May 25, 2020 [Argus Media] – State-owned China Oil and Gas Pipeline Network (PipeChina) has broken ground on a LNG import terminal project in Longkou city in east China’s Shandong province, its first infrastructure project since it was set up late last year.
The terminal is expected to receive imports of around 20mn t/yr of LNG and supply around 28 billion mĀ³/yr of gas, PipeChina said without providing a timeline. But it expects the first phase of operations to start in 2023.
PipeChina sees the project providing continuous, stable and clean natural gas for regions around the Bohai Sea by enhancing the capacity of peak shaving, emergency storage and winter supply of natural gas. It also expects the project to help reduce carbon dioxide emissions by 32mn t/yr.

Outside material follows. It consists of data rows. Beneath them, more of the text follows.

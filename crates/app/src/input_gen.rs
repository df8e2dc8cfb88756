//! Sample text generation for the demo command.
//!
//! Generated text mixes sections with different symbol statistics so the
//! compression summary has something to show:
//! - prose built from a small vocabulary (skewed letter frequencies)
//! - runs of a single character (one dominant symbol)
//! - number tables (digits, separators, newlines)
//! - printable ASCII noise (near-uniform frequencies)

use rand::{Rng, SeedableRng};
use rand_chacha::ChaCha8Rng;
use std::io::Write;

const WORDS: &[&str] = &[
    "the", "of", "and", "a", "to", "in", "is", "you", "that", "it", "he", "was", "for", "on",
    "are", "as", "with", "his", "they", "at", "be", "this", "have", "from", "or", "one", "had",
    "by", "word", "but", "not", "what", "all", "were", "we", "when", "your", "can", "said",
    "there", "use", "an", "each", "which", "she", "do", "how", "their", "if", "will", "up",
    "other", "about", "out", "many", "then", "them", "these", "so", "some", "her", "would",
    "make", "like", "him", "into", "time", "has", "look", "two", "more", "write", "go", "see",
];

/// Generate sample text with mixed compressibility.
///
/// # Arguments
/// - `seed`: random seed for determinism
/// - `size_bytes`: exact size of the generated text
pub fn generate_sample_text(seed: u64, size_bytes: usize) -> Vec<u8> {
    let mut rng = ChaCha8Rng::seed_from_u64(seed);
    let mut data = Vec::with_capacity(size_bytes);

    while data.len() < size_bytes {
        let section_size = (size_bytes - data.len()).min(2048);

        match rng.gen_range(0..10u8) {
            // 60% prose
            0..=5 => push_prose(&mut rng, &mut data, section_size),

            // 10% runs of one character
            6 => {
                let c = rng.gen_range(b'a'..=b'z');
                data.extend(std::iter::repeat(c).take(section_size.min(256)));
            }

            // 20% number tables
            7..=8 => push_numbers(&mut rng, &mut data, section_size),

            // 10% printable noise
            _ => {
                for _ in 0..section_size.min(512) {
                    data.push(rng.gen_range(b' '..=b'~'));
                }
            }
        }
    }

    data.truncate(size_bytes);
    data
}

fn push_prose(rng: &mut ChaCha8Rng, data: &mut Vec<u8>, budget: usize) {
    let end = data.len() + budget;
    let mut capitalize = true;
    while data.len() < end {
        // squaring biases toward the common words at the front of the list
        let r: f64 = rng.gen();
        let word = WORDS[((r * r) * WORDS.len() as f64) as usize];

        let start = data.len();
        data.extend_from_slice(word.as_bytes());
        if capitalize {
            data[start] = data[start].to_ascii_uppercase();
            capitalize = false;
        }

        match rng.gen_range(0..20u8) {
            0 => {
                data.extend_from_slice(b".\n");
                capitalize = true;
            }
            1..=2 => {
                data.extend_from_slice(b". ");
                capitalize = true;
            }
            3 => data.extend_from_slice(b", "),
            _ => data.push(b' '),
        }
    }
}

fn push_numbers(rng: &mut ChaCha8Rng, data: &mut Vec<u8>, budget: usize) {
    let end = data.len() + budget;
    while data.len() < end {
        let columns = rng.gen_range(2..=5);
        for column in 0..columns {
            if column > 0 {
                data.push(b'\t');
            }
            let n: u32 = rng.gen_range(0..100_000);
            data.extend_from_slice(n.to_string().as_bytes());
        }
        data.push(b'\n');
    }
}

/// Write generated text to a file.
pub fn write_sample_file(path: &std::path::Path, seed: u64, size_bytes: usize) -> std::io::Result<()> {
    let data = generate_sample_text(seed, size_bytes);
    let mut file = std::fs::File::create(path)?;
    file.write_all(&data)?;
    Ok(())
}
//! Tree persistence.
//!
//! Decompression needs the exact tree used for compression. The codec only
//! sees persistence through the [`TreeStore`] trait; [`BinarySnapshot`] is
//! the format the command-line tool writes next to each compressed file.
//!
//! # Snapshot Format
//!
//! ```text
//! +------------------+
//! | Magic (4 bytes)  |  0x48 0x46 0x54 0x52 ("HFTR")
//! +------------------+
//! | version (1)      |  u8, currently 1
//! +------------------+
//! | node_count (4)   |  u32 little-endian, 1..=511
//! +------------------+
//! | root (4)         |  u32 arena index of the root
//! +------------------+
//! | crc32 (4)        |  u32 over version, node_count, root, records
//! +------------------+
//! | node records     |  node_count records in arena order
//! | (variable)       |
//! +------------------+
//! ```
//!
//! Leaf record: tag `0`, symbol (1), weight u64 (8).
//! Internal record: tag `1`, weight u64 (8), left u32 (4), right u32 (4).
//!
//! Records are written in arena order, so a loaded tree has the same node
//! numbering as the one that was persisted.

use log::debug;

use crate::error::{Error, HuffmanError, Result, SnapshotError};
use crate::tree::{HuffmanTree, Node, NodeId};

/// Magic number for tree snapshots: "HFTR"
const MAGIC: [u8; 4] = [0x48, 0x46, 0x54, 0x52];

const VERSION: u8 = 1;

/// Size of the snapshot header in bytes
const HEADER_SIZE: usize = 17;

/// A strict binary tree over 256 symbols has at most 511 nodes.
const MAX_NODES: u32 = 511;

const TAG_LEAF: u8 = 0;
const TAG_INTERNAL: u8 = 1;

const LEAF_RECORD_SIZE: usize = 10;
const INTERNAL_RECORD_SIZE: usize = 17;

/// Persist/load capability for Huffman trees.
pub trait TreeStore {
    /// Serialize `tree` into an opaque blob.
    fn persist(&self, tree: &HuffmanTree) -> Vec<u8>;

    /// Rebuild a tree from a blob produced by [`persist`](Self::persist).
    fn load(&self, blob: &[u8]) -> Result<HuffmanTree>;
}

/// Compact little-endian binary tree snapshot with a CRC32 check.
#[derive(Debug, Clone, Copy, Default)]
pub struct BinarySnapshot;

impl TreeStore for BinarySnapshot {
    fn persist(&self, tree: &HuffmanTree) -> Vec<u8> {
        let mut records = Vec::with_capacity(tree.len() * INTERNAL_RECORD_SIZE);
        for node in tree.nodes() {
            match *node {
                Node::Leaf { symbol, weight } => {
                    records.push(TAG_LEAF);
                    records.push(symbol);
                    records.extend_from_slice(&weight.to_le_bytes());
                }
                Node::Internal {
                    weight,
                    left,
                    right,
                } => {
                    records.push(TAG_INTERNAL);
                    records.extend_from_slice(&weight.to_le_bytes());
                    records.extend_from_slice(&left.get().to_le_bytes());
                    records.extend_from_slice(&right.get().to_le_bytes());
                }
            }
        }

        let node_count = tree.len() as u32;
        let root = tree.root().get();
        let crc32 = compute_crc(node_count, root, &records);

        let mut blob = Vec::with_capacity(HEADER_SIZE + records.len());
        blob.extend_from_slice(&MAGIC);
        blob.push(VERSION);
        blob.extend_from_slice(&node_count.to_le_bytes());
        blob.extend_from_slice(&root.to_le_bytes());
        blob.extend_from_slice(&crc32.to_le_bytes());
        blob.extend_from_slice(&records);
        blob
    }

    /// # Errors
    /// - `SnapshotError` for a short buffer, bad magic, unknown version, or
    ///   bytes after the last record
    /// - `Error::Crc` if the checksum does not match
    /// - `HuffmanError::MalformedTree` for an unknown record tag, a node count
    ///   out of range, or a structurally invalid tree
    fn load(&self, blob: &[u8]) -> Result<HuffmanTree> {
        if blob.len() < HEADER_SIZE {
            return Err(SnapshotError::TooShort {
                required: HEADER_SIZE,
                actual: blob.len(),
            }
            .into());
        }

        let magic = read_array::<4>(blob, 0)?;
        if magic != MAGIC {
            return Err(SnapshotError::InvalidMagic {
                expected: MAGIC,
                actual: magic,
            }
            .into());
        }

        let version = blob[4];
        if version != VERSION {
            return Err(SnapshotError::UnsupportedVersion(version).into());
        }

        let node_count = u32::from_le_bytes(read_array(blob, 5)?);
        let root = u32::from_le_bytes(read_array(blob, 9)?);
        let crc32 = u32::from_le_bytes(read_array(blob, 13)?);
        let records = &blob[HEADER_SIZE..];

        let computed = compute_crc(node_count, root, records);
        if computed != crc32 {
            return Err(Error::Crc {
                expected: crc32,
                actual: computed,
            });
        }

        if node_count == 0 || node_count > MAX_NODES {
            return Err(HuffmanError::MalformedTree {
                node: 0,
                reason: "node count out of range",
            }
            .into());
        }

        let mut nodes = Vec::with_capacity(node_count as usize);
        let mut offset = HEADER_SIZE;
        for index in 0..node_count as usize {
            let tag = *blob.get(offset).ok_or(SnapshotError::TooShort {
                required: offset + 1,
                actual: blob.len(),
            })?;
            let node = match tag {
                TAG_LEAF => {
                    let record = read_array::<LEAF_RECORD_SIZE>(blob, offset)?;
                    offset += LEAF_RECORD_SIZE;
                    Node::Leaf {
                        symbol: record[1],
                        weight: u64::from_le_bytes(read_array(&record, 2)?),
                    }
                }
                TAG_INTERNAL => {
                    let record = read_array::<INTERNAL_RECORD_SIZE>(blob, offset)?;
                    offset += INTERNAL_RECORD_SIZE;
                    Node::Internal {
                        weight: u64::from_le_bytes(read_array(&record, 1)?),
                        left: NodeId::new(u32::from_le_bytes(read_array(&record, 9)?)),
                        right: NodeId::new(u32::from_le_bytes(read_array(&record, 13)?)),
                    }
                }
                _ => {
                    return Err(HuffmanError::MalformedTree {
                        node: index,
                        reason: "unknown node tag",
                    }
                    .into())
                }
            };
            nodes.push(node);
        }

        if offset != blob.len() {
            return Err(SnapshotError::TrailingBytes(blob.len() - offset).into());
        }

        let tree = HuffmanTree::from_nodes(nodes, NodeId::new(root))?;
        debug!("loaded tree snapshot: {} nodes, weight {}", tree.len(), tree.weight());
        Ok(tree)
    }
}

/// Copy `N` bytes starting at `offset`, failing if the buffer is too short.
fn read_array<const N: usize>(bytes: &[u8], offset: usize) -> Result<[u8; N]> {
    bytes
        .get(offset..offset + N)
        .and_then(|slice| slice.try_into().ok())
        .ok_or_else(|| {
            SnapshotError::TooShort {
                required: offset + N,
                actual: bytes.len(),
            }
            .into()
        })
}

/// Compute CRC32 over the protected fields.
fn compute_crc(node_count: u32, root: u32, records: &[u8]) -> u32 {
    let mut hasher = crc32fast::Hasher::new();
    hasher.update(&[VERSION]);
    hasher.update(&node_count.to_le_bytes());
    hasher.update(&root.to_le_bytes());
    hasher.update(records);
    hasher.finalize()
}

#[cfg(test)]
mod tests {
    use super::*;
    use crate::frequency::FrequencyTable;

    fn tree_for(data: &[u8]) -> HuffmanTree {
        HuffmanTree::from_frequencies(&FrequencyTable::from_bytes(data)).unwrap()
    }

    /// Rewrite the CRC so a hand-edited blob passes the checksum.
    fn reseal(blob: &mut [u8]) {
        let node_count = u32::from_le_bytes(blob[5..9].try_into().unwrap());
        let root = u32::from_le_bytes(blob[9..13].try_into().unwrap());
        let crc = compute_crc(node_count, root, &blob[HEADER_SIZE..]);
        blob[13..17].copy_from_slice(&crc.to_le_bytes());
    }

    #[test]
    fn test_persist_load_same_shape() {
        let tree = tree_for(b"abracadabra");
        let blob = BinarySnapshot.persist(&tree);
        assert_eq!(blob.len(), HEADER_SIZE + 5 * LEAF_RECORD_SIZE + 4 * INTERNAL_RECORD_SIZE);

        let loaded = BinarySnapshot.load(&blob).unwrap();
        assert_eq!(loaded, tree);
    }

    #[test]
    fn test_single_leaf_snapshot() {
        let tree = tree_for(b"qqq");
        let loaded = BinarySnapshot.load(&BinarySnapshot.persist(&tree)).unwrap();
        assert!(loaded.is_single_leaf());
        assert_eq!(loaded.weight(), 3);
    }

    #[test]
    fn test_persist_is_deterministic() {
        let text = b"she sells sea shells by the sea shore";
        assert_eq!(
            BinarySnapshot.persist(&tree_for(text)),
            BinarySnapshot.persist(&tree_for(text))
        );
    }

    #[test]
    fn test_too_short() {
        let result = BinarySnapshot.load(&[0x48, 0x46]);
        assert!(matches!(
            result,
            Err(Error::Snapshot(SnapshotError::TooShort { .. }))
        ));
    }

    #[test]
    fn test_invalid_magic() {
        let mut blob = BinarySnapshot.persist(&tree_for(b"ab"));
        blob[0] = b'X';
        assert!(matches!(
            BinarySnapshot.load(&blob),
            Err(Error::Snapshot(SnapshotError::InvalidMagic { .. }))
        ));
    }

    #[test]
    fn test_unsupported_version() {
        let mut blob = BinarySnapshot.persist(&tree_for(b"ab"));
        blob[4] = 9;
        assert!(matches!(
            BinarySnapshot.load(&blob),
            Err(Error::Snapshot(SnapshotError::UnsupportedVersion(9)))
        ));
    }

    #[test]
    fn test_crc_mismatch() {
        let mut blob = BinarySnapshot.persist(&tree_for(b"abracadabra"));
        let len = blob.len();
        blob[len - 1] ^= 0x01;
        assert!(matches!(BinarySnapshot.load(&blob), Err(Error::Crc { .. })));
    }

    #[test]
    fn test_unknown_tag_is_malformed() {
        let mut blob = BinarySnapshot.persist(&tree_for(b"ab"));
        blob[HEADER_SIZE] = 7;
        reseal(&mut blob);
        assert!(matches!(
            BinarySnapshot.load(&blob),
            Err(Error::Huffman(HuffmanError::MalformedTree {
                node: 0,
                reason: "unknown node tag"
            }))
        ));
    }

    #[test]
    fn test_bad_child_index_is_malformed() {
        // "ab": leaf a, leaf b, internal(2, 0, 1)
        let mut blob = BinarySnapshot.persist(&tree_for(b"ab"));
        let left_offset = HEADER_SIZE + 2 * LEAF_RECORD_SIZE + 9;
        blob[left_offset..left_offset + 4].copy_from_slice(&40u32.to_le_bytes());
        reseal(&mut blob);
        assert!(matches!(
            BinarySnapshot.load(&blob),
            Err(Error::Huffman(HuffmanError::MalformedTree { .. }))
        ));
    }

    #[test]
    fn test_truncated_records() {
        let mut blob = BinarySnapshot.persist(&tree_for(b"abc"));
        blob.truncate(blob.len() - 3);
        reseal(&mut blob);
        assert!(matches!(
            BinarySnapshot.load(&blob),
            Err(Error::Snapshot(SnapshotError::TooShort { .. }))
        ));
    }

    #[test]
    fn test_trailing_bytes() {
        let mut blob = BinarySnapshot.persist(&tree_for(b"abc"));
        blob.extend_from_slice(&[0, 0]);
        reseal(&mut blob);
        assert!(matches!(
            BinarySnapshot.load(&blob),
            Err(Error::Snapshot(SnapshotError::TrailingBytes(2)))
        ));
    }
}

The country’s main LNG importer state-controlled CNOOC was developing the Longkou terminal with domestic private-sector firm Nanshan Group, with the first phase of imports at 5mn t/yr. But CNOOC signed a deal in April to transfer management rights for its oil and gas infrastructure projects to PipeChina. It did not disclose at the time which projects would be involved.
Fellow state-controlled firm PetroChina and Sinopec are expected to inject assets into the national pipeline firm, whose creation is seen as further liberalising China’s oil and gas transmission system and making its oil and gas markets more transparent, liquid and competitive.
PetroChina, Sinopec and private firm Poly-GCL are also planning to add more LNG import capacity in Shandong with the expectation of increased demand in the province and neighbouring cities in east and north China.
Sinopec’s 3mn t/yr Qingdao LNG is currently the only import terminal in Shandong.